● **Task brief**: The records below should be written out again, exactly.

---

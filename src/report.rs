//! # Report
//!
//! $$
//! \text{history} \mapsto (\text{returns}, \text{risk}, \text{simulation}, \text{projection})
//! $$
//!
//! Single entry point tying the calculators together, plus structured per-asset and
//! portfolio summaries meant as plain-data context for charting and text generation.

use rayon::prelude::*;
use serde::Deserialize;
use serde::Serialize;
use tracing::debug;
use tracing::warn;

use crate::config::AnalyticsConfig;
use crate::error::Result;
use crate::indicators::max_drawdown;
use crate::indicators::trailing_growth;
use crate::projection::project;
use crate::projection::ProjectionResult;
use crate::returns::build_returns;
use crate::returns::ReturnSeries;
use crate::risk::return_moments;
use crate::risk::RiskEstimator;
use crate::risk::RiskMetrics;
use crate::series::PriceSeries;
use crate::simulation::MonteCarloSimulator;
use crate::simulation::SimulationResult;
use crate::simulation::SimulationSummary;
use crate::traits::HistoryProvider;

/// Analytics for one instrument.
#[derive(Clone, Debug, PartialEq, Serialize)]
pub struct AssetReport {
  pub id: String,
  pub last_value: Option<f64>,
  pub trailing_growth: Option<f64>,
  pub max_drawdown: f64,
  pub risk: RiskMetrics,
  /// `None` when fewer than two returns are available or the last value cannot be simulated.
  pub simulation: Option<SimulationSummary>,
}

#[derive(Clone, Copy, Debug, Default, PartialEq, Eq, Serialize, Deserialize)]
#[serde(rename_all = "snake_case")]
pub enum HoldingKind {
  #[default]
  MutualFund,
  Stock,
  Crypto,
}

/// Portfolio entry as stored by the external portfolio API.
#[derive(Clone, Debug, PartialEq, Serialize, Deserialize)]
pub struct Holding {
  pub id: String,
  pub name: String,
  #[serde(default)]
  pub kind: HoldingKind,
}

#[derive(Clone, Debug, PartialEq, Serialize)]
pub struct HoldingSummary {
  pub name: String,
  pub kind: HoldingKind,
  /// `None` when the history could not be fetched or analysed.
  pub report: Option<AssetReport>,
}

#[derive(Clone, Debug, Default, PartialEq, Serialize)]
pub struct PortfolioSummary {
  pub items: Vec<HoldingSummary>,
  /// Sum of latest values over holdings that have data.
  pub total_latest_value: f64,
}

/// Engine applying one [`AnalyticsConfig`] to every calculation.
#[derive(Clone, Copy, Debug, Default)]
pub struct Analyzer {
  config: AnalyticsConfig,
}

impl Analyzer {
  pub fn new(config: AnalyticsConfig) -> Self {
    Self { config }
  }

  pub fn config(&self) -> &AnalyticsConfig {
    &self.config
  }

  pub fn returns(&self, series: &PriceSeries) -> Result<ReturnSeries> {
    build_returns(series, self.config.zero_price_policy)
  }

  pub fn risk(&self, returns: &ReturnSeries) -> RiskMetrics {
    RiskEstimator::new(self.config.risk).estimate(returns.values())
  }

  /// Simulate forward from the last observation using the series' own return moments.
  pub fn simulate(&self, series: &PriceSeries) -> Result<SimulationResult> {
    let returns = self.returns(series)?;
    self.simulate_returns(series, &returns)
  }

  fn simulate_returns(
    &self,
    series: &PriceSeries,
    returns: &ReturnSeries,
  ) -> Result<SimulationResult> {
    let moments = return_moments(returns.values());
    let last = series.last().map_or(0.0, |obs| obs.value);

    MonteCarloSimulator::new(self.config.simulation).simulate(last, moments.mean, moments.std_dev)
  }

  /// Project `principal` over `years` at the series' annualized return.
  pub fn project(&self, series: &PriceSeries, principal: f64, years: f64) -> Result<ProjectionResult> {
    let returns = self.returns(series)?;
    project(principal, self.risk(&returns).annualized_return, years)
  }

  pub fn report(&self, id: &str, series: &PriceSeries) -> Result<AssetReport> {
    let returns = self.returns(series)?;
    let risk = self.risk(&returns);

    let simulation = if returns.len() >= 2 {
      match self.simulate_returns(series, &returns) {
        Ok(sim) => Some(sim.summary()),
        Err(err) => {
          warn!(id, error = %err, "simulation skipped");
          None
        }
      }
    } else {
      debug!(id, n = returns.len(), "not enough returns for simulation");
      None
    };

    Ok(AssetReport {
      id: id.to_string(),
      last_value: series.last().map(|obs| obs.value),
      trailing_growth: trailing_growth(series, self.config.trailing_window),
      max_drawdown: max_drawdown(series),
      risk,
      simulation,
    })
  }

  /// Summarize every holding; unavailable or invalid histories degrade to `None` reports.
  ///
  /// Holdings are fetched and analysed on the rayon pool; output keeps the input order.
  pub fn portfolio_summary<P: HistoryProvider + ?Sized>(
    &self,
    holdings: &[Holding],
    provider: &P,
  ) -> PortfolioSummary {
    let reports: Vec<Result<AssetReport>> = holdings
      .par_iter()
      .map(|holding| {
        provider
          .history(&holding.id)
          .and_then(|series| self.report(&holding.id, &series))
      })
      .collect();

    let mut summary = PortfolioSummary::default();
    for (holding, report) in holdings.iter().zip(reports) {
      let report = match report {
        Ok(report) => {
          summary.total_latest_value += report.last_value.unwrap_or(0.0);
          Some(report)
        }
        Err(err) => {
          warn!(id = %holding.id, error = %err, "holding has no usable history");
          None
        }
      };

      summary.items.push(HoldingSummary {
        name: holding.name.clone(),
        kind: holding.kind,
        report,
      });
    }

    summary
  }
}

---

● **Result of this task**:
filename src/report.rs
//! # Report
//!
//! $$
//! \text{history} \mapsto (\text{returns}, \text{risk}, \text{simulation}, \text{projection})
//! $$
//!
//! Single entry point tying the calculators together, plus structured per-asset and
//! portfolio summaries meant as plain-data context for charting and text generation.

use rayon::prelude::*;
use serde::Deserialize;
use serde::Serialize;
use tracing::debug;
use tracing::warn;

use crate::config::AnalyticsConfig;
use crate::error::Result;
use crate::indicators::max_drawdown;
use crate::indicators::trailing_growth;
use crate::projection::project;
use crate::projection::ProjectionResult;
use crate::returns::build_returns;
use crate::returns::ReturnSeries;
use crate::risk::return_moments;
use crate::risk::RiskEstimator;
use crate::risk::RiskMetrics;
use crate::series::PriceSeries;
use crate::simulation::MonteCarloSimulator;
use crate::simulation::SimulationResult;
use crate::simulation::SimulationSummary;
use crate::traits::HistoryProvider;

/// Analytics for one instrument.
#[derive(Clone, Debug, PartialEq, Serialize)]
pub struct AssetReport {
  pub id: String,
  pub last_value: Option<f64>,
  pub trailing_growth: Option<f64>,
  pub max_drawdown: f64,
  pub risk: RiskMetrics,
  /// `None` when fewer than two returns are available or the last value cannot be simulated.
  pub simulation: Option<SimulationSummary>,
}

#[derive(Clone, Copy, Debug, Default, PartialEq, Eq, Serialize, Deserialize)]
#[serde(rename_all = "snake_case")]
pub enum HoldingKind {
  #[default]
  MutualFund,
  Stock,
  Crypto,
}

/// Portfolio entry as stored by the external portfolio API.
#[derive(Clone, Debug, PartialEq, Serialize, Deserialize)]
pub struct Holding {
  pub id: String,
  pub name: String,
  #[serde(default)]
  pub kind: HoldingKind,
}

#[derive(Clone, Debug, PartialEq, Serialize)]
pub struct HoldingSummary {
  pub name: String,
  pub kind: HoldingKind,
  /// `None` when the history could not be fetched or analysed.
  pub report: Option<AssetReport>,
}

#[derive(Clone, Debug, Default, PartialEq, Serialize)]
pub struct PortfolioSummary {
  pub items: Vec<HoldingSummary>,
  /// Sum of latest values over holdings that have data.
  pub total_latest_value: f64,
}

/// Engine applying one [`AnalyticsConfig`] to every calculation.
#[derive(Clone, Copy, Debug, Default)]
pub struct Analyzer {
  config: AnalyticsConfig,
}

impl Analyzer {
  pub fn new(config: AnalyticsConfig) -> Self {
    Self { config }
  }

  pub fn config(&self) -> &AnalyticsConfig {
    &self.config
  }

  pub fn returns(&self, series: &PriceSeries) -> Result<ReturnSeries> {
    build_returns(series, self.config.zero_price_policy)
  }

  pub fn risk(&self, returns: &ReturnSeries) -> RiskMetrics {
    RiskEstimator::new(self.config.risk).estimate(returns.values())
  }

  /// Simulate forward from the last observation using the series' own return moments.
  pub fn simulate(&self, series: &PriceSeries) -> Result<SimulationResult> {
    let returns = self.returns(series)?;
    self.simulate_returns(series, &returns)
  }

  fn simulate_returns(
    &self,
    series: &PriceSeries,
    returns: &ReturnSeries,
  ) -> Result<SimulationResult> {
    let moments = return_moments(returns.values());
    let last = series.last().map_or(0.0, |obs| obs.value);

    MonteCarloSimulator::new(self.config.simulation).simulate(last, moments.mean, moments.std_dev)
  }

  /// Project `principal` over `years` at the series' annualized return.
  pub fn project(&self, series: &PriceSeries, principal: f64, years: f64) -> Result<ProjectionResult> {
    let returns = self.returns(series)?;
    project(principal, self.risk(&returns).annualized_return, years)
  }

  pub fn report(&self, id: &str, series: &PriceSeries) -> Result<AssetReport> {
    let returns = self.returns(series)?;
    let risk = self.risk(&returns);

    let simulation = if returns.len() >= 2 {
      match self.simulate_returns(series, &returns) {
        Ok(sim) => Some(sim.summary()),
        Err(err) => {
          warn!(id, error = %err, "simulation skipped");
          None
        }
      }
    } else {
      debug!(id, n = returns.len(), "not enough returns for simulation");
      None
    };

    Ok(AssetReport {
      id: id.to_string(),
      last_value: series.last().map(|obs| obs.value),
      trailing_growth: trailing_growth(series, self.config.trailing_window),
      max_drawdown: max_drawdown(series),
      risk,
      simulation,
    })
  }

  /// Summarize every holding; unavailable or invalid histories degrade to `None` reports.
  ///
  /// Holdings are fetched and analysed on the rayon pool; output keeps the input order.
  pub fn portfolio_summary<P: HistoryProvider + ?Sized>(
    &self,
    holdings: &[Holding],
    provider: &P,
  ) -> PortfolioSummary {
    let reports: Vec<Result<AssetReport>> = holdings
      .par_iter()
      .map(|holding| {
        provider
          .history(&holding.id)
          .and_then(|series| self.report(&holding.id, &series))
      })
      .collect();

    let mut summary = PortfolioSummary::default();
    for (holding, report) in holdings.iter().zip(reports) {
      let report = match report {
        Ok(report) => {
          summary.total_latest_value += report.last_value.unwrap_or(0.0);
          Some(report)
        }
        Err(err) => {
          warn!(id = %holding.id, error = %err, "holding has no usable history");
          None
        }
      };

      summary.items.push(HoldingSummary {
        name: holding.name.clone(),
        kind: holding.kind,
        report,
      });
    }

    summary
  }
}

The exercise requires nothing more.